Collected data
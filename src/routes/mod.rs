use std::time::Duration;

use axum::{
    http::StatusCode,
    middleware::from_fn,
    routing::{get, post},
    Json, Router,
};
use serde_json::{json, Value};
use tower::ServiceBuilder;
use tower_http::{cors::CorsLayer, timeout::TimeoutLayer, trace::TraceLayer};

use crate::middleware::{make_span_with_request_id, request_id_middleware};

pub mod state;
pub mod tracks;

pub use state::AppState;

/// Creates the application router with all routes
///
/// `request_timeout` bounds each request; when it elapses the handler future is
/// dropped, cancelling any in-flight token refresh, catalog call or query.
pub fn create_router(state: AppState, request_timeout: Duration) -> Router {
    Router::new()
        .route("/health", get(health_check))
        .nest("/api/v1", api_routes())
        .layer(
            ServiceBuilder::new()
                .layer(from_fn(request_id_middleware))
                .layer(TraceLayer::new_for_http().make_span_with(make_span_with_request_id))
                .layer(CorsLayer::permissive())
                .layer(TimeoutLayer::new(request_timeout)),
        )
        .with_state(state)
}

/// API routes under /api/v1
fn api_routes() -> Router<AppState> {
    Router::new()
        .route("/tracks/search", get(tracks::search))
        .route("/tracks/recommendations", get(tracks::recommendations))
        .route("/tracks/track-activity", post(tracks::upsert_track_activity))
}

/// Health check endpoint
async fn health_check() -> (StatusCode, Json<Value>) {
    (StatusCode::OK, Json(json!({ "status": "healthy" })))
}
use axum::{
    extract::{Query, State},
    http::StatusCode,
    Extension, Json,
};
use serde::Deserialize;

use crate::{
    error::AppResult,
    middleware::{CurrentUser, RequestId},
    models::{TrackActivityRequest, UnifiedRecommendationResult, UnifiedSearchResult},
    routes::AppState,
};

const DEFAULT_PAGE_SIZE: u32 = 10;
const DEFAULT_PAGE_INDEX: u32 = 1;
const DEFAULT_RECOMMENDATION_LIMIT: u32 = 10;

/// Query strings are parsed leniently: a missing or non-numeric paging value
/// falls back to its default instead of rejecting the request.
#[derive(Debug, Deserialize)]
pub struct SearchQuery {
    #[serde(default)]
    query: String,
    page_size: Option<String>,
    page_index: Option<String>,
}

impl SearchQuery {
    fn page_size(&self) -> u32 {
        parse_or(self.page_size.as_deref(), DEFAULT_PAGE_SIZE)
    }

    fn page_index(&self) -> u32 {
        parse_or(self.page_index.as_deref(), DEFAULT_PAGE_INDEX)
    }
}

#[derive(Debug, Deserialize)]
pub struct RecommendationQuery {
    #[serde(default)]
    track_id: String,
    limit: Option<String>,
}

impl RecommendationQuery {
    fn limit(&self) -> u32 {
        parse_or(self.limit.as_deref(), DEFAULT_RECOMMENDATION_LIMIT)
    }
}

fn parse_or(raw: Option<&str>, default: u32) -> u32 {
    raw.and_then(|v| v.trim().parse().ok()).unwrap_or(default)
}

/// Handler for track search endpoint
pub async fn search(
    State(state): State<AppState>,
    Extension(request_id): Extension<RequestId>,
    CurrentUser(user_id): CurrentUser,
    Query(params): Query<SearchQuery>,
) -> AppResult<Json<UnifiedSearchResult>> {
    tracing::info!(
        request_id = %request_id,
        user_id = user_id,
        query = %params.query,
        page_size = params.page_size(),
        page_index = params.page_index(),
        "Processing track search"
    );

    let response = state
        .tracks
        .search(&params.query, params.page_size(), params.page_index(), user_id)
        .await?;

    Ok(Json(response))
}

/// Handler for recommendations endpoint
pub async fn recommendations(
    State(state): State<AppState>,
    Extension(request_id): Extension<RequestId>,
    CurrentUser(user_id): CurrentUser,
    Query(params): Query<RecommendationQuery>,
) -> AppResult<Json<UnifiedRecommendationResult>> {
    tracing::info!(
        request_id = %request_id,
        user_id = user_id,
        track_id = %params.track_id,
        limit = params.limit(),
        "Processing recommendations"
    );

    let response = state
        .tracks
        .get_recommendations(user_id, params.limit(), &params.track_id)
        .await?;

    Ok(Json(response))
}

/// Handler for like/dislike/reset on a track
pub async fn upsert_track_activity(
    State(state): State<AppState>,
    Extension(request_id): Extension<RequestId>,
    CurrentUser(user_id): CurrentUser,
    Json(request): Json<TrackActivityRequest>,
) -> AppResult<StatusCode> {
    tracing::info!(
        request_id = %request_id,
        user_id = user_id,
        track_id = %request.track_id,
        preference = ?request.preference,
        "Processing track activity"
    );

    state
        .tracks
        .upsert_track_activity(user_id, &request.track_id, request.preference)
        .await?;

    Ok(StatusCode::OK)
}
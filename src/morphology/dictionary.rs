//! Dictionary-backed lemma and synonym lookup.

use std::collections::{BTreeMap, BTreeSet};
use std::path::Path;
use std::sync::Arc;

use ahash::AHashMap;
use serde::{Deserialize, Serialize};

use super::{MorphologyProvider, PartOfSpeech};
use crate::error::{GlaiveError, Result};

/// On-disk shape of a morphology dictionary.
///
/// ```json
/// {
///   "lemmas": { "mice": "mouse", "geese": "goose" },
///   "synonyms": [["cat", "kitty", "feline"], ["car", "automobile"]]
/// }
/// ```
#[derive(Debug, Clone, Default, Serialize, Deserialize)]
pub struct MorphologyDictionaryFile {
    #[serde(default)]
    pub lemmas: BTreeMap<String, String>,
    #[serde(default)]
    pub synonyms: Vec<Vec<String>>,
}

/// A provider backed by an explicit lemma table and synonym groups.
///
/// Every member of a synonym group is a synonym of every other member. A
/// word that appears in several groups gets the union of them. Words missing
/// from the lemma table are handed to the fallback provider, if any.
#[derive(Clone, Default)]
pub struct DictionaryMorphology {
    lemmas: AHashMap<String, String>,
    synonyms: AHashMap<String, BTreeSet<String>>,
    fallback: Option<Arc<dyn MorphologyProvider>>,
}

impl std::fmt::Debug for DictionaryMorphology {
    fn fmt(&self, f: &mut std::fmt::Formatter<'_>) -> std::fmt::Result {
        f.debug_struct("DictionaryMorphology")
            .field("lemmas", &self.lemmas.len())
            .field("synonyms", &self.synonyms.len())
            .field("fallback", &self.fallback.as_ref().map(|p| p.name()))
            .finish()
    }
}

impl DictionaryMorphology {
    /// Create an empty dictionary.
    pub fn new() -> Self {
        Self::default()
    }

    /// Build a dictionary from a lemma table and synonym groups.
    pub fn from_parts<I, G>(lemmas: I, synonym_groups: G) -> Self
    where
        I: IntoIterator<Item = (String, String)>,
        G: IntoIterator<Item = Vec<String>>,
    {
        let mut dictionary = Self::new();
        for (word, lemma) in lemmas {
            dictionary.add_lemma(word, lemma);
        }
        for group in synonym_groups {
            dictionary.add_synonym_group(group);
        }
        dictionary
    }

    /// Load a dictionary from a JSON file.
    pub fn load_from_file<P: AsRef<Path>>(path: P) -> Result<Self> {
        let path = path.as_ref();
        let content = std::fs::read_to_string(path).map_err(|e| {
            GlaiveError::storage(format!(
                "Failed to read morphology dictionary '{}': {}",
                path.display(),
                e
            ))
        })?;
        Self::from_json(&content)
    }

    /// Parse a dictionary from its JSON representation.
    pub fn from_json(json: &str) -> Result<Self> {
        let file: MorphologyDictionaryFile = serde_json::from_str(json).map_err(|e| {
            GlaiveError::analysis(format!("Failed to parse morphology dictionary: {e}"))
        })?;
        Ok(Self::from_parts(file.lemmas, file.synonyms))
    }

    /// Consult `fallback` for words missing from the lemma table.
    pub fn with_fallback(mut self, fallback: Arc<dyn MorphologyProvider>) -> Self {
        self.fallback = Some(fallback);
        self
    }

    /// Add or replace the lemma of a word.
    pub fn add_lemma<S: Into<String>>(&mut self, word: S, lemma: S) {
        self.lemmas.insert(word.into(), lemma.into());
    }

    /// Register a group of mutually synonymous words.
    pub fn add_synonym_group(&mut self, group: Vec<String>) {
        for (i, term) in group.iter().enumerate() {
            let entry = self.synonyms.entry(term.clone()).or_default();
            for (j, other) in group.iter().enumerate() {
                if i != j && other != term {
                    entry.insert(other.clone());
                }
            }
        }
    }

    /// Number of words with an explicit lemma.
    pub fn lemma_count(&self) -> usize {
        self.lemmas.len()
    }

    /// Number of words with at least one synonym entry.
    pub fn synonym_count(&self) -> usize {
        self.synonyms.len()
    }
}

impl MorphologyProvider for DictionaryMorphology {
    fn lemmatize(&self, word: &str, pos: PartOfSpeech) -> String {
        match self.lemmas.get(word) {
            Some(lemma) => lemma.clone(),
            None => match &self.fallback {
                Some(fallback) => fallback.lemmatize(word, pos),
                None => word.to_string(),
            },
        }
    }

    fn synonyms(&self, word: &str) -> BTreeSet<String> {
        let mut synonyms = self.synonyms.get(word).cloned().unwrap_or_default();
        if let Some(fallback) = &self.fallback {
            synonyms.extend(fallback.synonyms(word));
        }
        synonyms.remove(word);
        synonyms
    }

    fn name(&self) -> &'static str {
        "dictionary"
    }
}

> TO DO
Show every line above in which the word "explicit" is found.

> ANSWER FOR THE TASK
/// A provider backed by an explicit lemma table and synonym groups.
    /// Number of words with an explicit lemma.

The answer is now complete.